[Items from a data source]
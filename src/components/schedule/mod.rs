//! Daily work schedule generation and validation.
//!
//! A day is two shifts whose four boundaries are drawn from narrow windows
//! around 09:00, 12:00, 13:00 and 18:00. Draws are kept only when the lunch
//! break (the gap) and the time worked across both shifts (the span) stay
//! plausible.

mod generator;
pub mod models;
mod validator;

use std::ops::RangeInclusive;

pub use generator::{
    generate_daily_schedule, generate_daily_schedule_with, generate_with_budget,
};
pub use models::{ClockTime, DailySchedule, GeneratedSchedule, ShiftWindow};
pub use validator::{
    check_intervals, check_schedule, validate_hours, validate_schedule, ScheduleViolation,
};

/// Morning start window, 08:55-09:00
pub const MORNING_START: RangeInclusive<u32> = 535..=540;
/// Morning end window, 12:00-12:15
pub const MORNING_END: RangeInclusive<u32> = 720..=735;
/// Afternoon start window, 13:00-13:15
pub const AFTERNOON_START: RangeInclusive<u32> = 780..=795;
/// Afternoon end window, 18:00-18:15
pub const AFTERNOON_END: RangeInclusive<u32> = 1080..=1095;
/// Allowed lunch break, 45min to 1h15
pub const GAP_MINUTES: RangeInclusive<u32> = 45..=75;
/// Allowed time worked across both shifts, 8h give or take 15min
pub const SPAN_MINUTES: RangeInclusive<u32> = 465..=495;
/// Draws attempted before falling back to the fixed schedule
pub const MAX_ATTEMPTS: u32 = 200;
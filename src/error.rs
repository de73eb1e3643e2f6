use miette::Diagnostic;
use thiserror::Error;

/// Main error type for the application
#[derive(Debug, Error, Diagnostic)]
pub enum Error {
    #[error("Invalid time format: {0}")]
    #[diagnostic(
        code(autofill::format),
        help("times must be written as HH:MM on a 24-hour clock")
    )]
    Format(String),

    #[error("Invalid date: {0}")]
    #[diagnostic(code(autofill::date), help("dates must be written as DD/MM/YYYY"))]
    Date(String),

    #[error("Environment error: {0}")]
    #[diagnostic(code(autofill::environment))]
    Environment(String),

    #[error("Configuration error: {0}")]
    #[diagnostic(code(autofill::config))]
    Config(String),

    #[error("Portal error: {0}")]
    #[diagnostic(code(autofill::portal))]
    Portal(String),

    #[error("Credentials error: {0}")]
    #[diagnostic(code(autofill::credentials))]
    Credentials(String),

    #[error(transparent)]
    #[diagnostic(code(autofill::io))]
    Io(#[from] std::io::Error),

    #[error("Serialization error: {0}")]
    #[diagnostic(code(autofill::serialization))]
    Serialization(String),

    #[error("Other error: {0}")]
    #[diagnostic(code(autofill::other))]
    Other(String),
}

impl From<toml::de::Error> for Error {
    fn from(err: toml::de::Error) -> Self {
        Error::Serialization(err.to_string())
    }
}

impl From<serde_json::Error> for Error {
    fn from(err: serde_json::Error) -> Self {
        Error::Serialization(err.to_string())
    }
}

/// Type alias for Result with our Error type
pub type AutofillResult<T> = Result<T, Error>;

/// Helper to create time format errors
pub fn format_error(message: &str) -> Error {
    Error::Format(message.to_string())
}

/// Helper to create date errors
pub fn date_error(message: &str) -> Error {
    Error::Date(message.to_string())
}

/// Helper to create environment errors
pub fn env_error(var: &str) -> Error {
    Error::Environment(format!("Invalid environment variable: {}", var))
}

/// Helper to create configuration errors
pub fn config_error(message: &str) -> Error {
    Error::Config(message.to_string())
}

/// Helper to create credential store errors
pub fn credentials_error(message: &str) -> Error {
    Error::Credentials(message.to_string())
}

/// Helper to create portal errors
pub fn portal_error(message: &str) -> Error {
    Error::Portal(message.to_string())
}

---

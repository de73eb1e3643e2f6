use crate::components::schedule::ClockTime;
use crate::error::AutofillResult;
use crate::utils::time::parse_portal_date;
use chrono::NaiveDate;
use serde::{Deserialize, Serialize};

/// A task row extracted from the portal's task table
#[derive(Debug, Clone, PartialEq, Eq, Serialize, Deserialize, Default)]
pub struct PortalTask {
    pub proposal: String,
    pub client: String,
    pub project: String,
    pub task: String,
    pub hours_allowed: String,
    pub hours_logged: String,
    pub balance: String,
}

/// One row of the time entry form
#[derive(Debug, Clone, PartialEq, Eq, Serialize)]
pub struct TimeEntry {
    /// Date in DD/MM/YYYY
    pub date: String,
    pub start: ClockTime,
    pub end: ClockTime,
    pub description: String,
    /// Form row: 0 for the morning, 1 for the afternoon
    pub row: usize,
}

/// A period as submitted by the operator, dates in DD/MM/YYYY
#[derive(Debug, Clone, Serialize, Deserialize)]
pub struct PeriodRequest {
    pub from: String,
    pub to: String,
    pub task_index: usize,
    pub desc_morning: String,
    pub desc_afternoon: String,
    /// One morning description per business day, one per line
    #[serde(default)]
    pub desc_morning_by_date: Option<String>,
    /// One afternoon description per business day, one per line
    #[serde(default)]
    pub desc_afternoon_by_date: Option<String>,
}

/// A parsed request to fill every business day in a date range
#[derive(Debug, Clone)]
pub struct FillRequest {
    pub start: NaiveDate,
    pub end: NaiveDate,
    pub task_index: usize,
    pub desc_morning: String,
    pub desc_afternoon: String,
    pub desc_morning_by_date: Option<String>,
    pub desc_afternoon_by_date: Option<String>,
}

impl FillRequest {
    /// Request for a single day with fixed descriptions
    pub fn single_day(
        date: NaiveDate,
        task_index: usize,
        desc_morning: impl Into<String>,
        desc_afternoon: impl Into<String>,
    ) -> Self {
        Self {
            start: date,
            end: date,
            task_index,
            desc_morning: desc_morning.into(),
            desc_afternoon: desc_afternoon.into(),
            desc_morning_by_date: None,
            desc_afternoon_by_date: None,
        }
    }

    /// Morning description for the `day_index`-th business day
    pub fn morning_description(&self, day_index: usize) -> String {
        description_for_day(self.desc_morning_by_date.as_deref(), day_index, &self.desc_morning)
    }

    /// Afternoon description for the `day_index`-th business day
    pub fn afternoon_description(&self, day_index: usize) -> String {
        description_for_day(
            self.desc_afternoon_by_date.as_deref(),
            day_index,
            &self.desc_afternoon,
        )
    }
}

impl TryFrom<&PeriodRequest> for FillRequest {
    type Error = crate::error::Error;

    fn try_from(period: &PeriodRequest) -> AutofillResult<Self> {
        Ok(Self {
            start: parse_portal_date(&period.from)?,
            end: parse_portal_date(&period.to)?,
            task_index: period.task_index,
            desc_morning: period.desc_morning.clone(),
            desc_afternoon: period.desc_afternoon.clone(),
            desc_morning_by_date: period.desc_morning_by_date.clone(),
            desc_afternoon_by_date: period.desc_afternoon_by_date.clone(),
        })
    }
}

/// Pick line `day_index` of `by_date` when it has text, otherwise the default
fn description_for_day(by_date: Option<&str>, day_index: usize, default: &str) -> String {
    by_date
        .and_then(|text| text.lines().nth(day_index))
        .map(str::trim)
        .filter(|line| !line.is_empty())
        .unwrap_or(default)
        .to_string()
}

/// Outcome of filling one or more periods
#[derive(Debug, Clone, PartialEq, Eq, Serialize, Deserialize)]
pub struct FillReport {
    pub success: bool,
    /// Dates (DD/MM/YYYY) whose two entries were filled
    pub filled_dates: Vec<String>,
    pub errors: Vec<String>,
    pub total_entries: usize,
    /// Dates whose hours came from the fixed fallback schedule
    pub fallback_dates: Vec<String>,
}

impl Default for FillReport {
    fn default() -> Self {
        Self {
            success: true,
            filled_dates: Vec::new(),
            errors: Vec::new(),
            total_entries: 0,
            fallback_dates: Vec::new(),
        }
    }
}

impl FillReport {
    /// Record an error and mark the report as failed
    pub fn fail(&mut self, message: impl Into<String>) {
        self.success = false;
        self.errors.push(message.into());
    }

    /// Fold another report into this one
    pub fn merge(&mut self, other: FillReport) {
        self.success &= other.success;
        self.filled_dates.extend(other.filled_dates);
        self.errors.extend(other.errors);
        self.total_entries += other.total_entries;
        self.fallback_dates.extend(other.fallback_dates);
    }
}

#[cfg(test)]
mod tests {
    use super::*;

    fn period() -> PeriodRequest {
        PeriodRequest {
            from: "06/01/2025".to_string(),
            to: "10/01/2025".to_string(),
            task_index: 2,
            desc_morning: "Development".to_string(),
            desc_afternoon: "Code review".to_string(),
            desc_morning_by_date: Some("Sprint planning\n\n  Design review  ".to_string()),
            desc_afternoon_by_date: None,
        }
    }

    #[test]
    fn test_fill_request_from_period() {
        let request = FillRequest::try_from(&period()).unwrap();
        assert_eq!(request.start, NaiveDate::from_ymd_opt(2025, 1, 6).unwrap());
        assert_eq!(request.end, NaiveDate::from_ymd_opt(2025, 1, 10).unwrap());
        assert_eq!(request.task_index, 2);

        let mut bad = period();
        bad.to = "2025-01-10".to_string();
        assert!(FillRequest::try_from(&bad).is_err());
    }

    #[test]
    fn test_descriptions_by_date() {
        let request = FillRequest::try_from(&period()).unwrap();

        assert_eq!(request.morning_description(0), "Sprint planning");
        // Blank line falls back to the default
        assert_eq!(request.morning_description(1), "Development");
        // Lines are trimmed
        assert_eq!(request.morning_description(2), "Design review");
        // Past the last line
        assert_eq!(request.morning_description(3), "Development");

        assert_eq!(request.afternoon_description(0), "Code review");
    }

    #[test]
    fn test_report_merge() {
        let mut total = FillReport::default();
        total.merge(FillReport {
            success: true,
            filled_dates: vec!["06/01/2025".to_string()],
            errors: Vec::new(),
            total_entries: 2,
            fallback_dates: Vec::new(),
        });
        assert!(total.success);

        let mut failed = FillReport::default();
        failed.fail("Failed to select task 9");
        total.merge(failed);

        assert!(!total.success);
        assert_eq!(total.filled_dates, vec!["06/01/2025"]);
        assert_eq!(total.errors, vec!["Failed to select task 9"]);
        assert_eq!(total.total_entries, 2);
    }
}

--

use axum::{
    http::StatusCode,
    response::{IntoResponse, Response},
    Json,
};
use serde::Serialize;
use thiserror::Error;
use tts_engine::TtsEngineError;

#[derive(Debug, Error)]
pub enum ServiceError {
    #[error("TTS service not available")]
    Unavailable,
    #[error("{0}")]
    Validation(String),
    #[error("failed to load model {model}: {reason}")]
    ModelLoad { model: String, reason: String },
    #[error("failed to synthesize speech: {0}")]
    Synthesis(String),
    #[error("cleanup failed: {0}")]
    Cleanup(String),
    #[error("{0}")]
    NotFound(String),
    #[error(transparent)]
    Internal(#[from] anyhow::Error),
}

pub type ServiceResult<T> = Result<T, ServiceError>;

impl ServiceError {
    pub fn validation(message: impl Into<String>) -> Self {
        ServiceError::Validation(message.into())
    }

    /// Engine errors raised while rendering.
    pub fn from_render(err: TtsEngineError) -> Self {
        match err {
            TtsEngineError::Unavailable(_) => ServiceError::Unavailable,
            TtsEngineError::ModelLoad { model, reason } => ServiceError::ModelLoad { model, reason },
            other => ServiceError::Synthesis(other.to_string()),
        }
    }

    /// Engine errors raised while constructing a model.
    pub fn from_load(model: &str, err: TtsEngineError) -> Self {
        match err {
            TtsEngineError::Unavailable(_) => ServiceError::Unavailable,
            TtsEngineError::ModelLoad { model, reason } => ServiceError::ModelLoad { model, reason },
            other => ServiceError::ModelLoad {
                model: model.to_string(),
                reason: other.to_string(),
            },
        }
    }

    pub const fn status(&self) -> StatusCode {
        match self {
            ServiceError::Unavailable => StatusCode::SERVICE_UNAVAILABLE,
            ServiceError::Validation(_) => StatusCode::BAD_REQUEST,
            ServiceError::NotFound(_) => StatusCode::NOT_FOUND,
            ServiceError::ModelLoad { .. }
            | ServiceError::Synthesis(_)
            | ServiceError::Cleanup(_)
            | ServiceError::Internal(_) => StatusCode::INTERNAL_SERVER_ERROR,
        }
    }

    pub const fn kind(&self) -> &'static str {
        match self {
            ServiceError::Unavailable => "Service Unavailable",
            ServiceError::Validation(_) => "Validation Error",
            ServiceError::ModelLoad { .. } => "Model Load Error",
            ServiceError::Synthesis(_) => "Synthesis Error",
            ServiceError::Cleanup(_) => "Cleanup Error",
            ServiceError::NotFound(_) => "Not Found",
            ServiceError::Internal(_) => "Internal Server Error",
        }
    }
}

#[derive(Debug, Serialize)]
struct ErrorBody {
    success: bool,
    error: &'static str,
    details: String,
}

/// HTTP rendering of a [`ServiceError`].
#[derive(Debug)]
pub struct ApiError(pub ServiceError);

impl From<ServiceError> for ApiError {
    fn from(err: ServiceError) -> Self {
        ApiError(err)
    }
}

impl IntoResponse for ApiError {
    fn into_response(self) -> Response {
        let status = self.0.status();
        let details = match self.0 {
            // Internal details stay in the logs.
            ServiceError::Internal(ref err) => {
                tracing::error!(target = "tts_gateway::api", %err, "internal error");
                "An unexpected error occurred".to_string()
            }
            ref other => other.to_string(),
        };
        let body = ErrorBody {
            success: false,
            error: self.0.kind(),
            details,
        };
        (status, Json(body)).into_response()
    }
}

- _Goal of the exercise_: Your task is to restate, word for word, only those lines above that fall between the line holding "filename src/components/schedule/mod.rs" and the line holding "end window, 12:00-12:15", inclusive.

- _Answer space_:
filename src/components/schedule/mod.rs
//! Daily work schedule generation and validation.
//!
//! A day is two shifts whose four boundaries are drawn from narrow windows
//! around 09:00, 12:00, 13:00 and 18:00. Draws are kept only when the lunch
//! break (the gap) and the time worked across both shifts (the span) stay
//! plausible.

mod generator;
pub mod models;
mod validator;

use std::ops::RangeInclusive;

pub use generator::{
    generate_daily_schedule, generate_daily_schedule_with, generate_with_budget,
};
pub use models::{ClockTime, DailySchedule, GeneratedSchedule, ShiftWindow};
pub use validator::{
    check_intervals, check_schedule, validate_hours, validate_schedule, ScheduleViolation,
};

/// Morning start window, 08:55-09:00
pub const MORNING_START: RangeInclusive<u32> = 535..=540;
/// Morning end window, 12:00-12:15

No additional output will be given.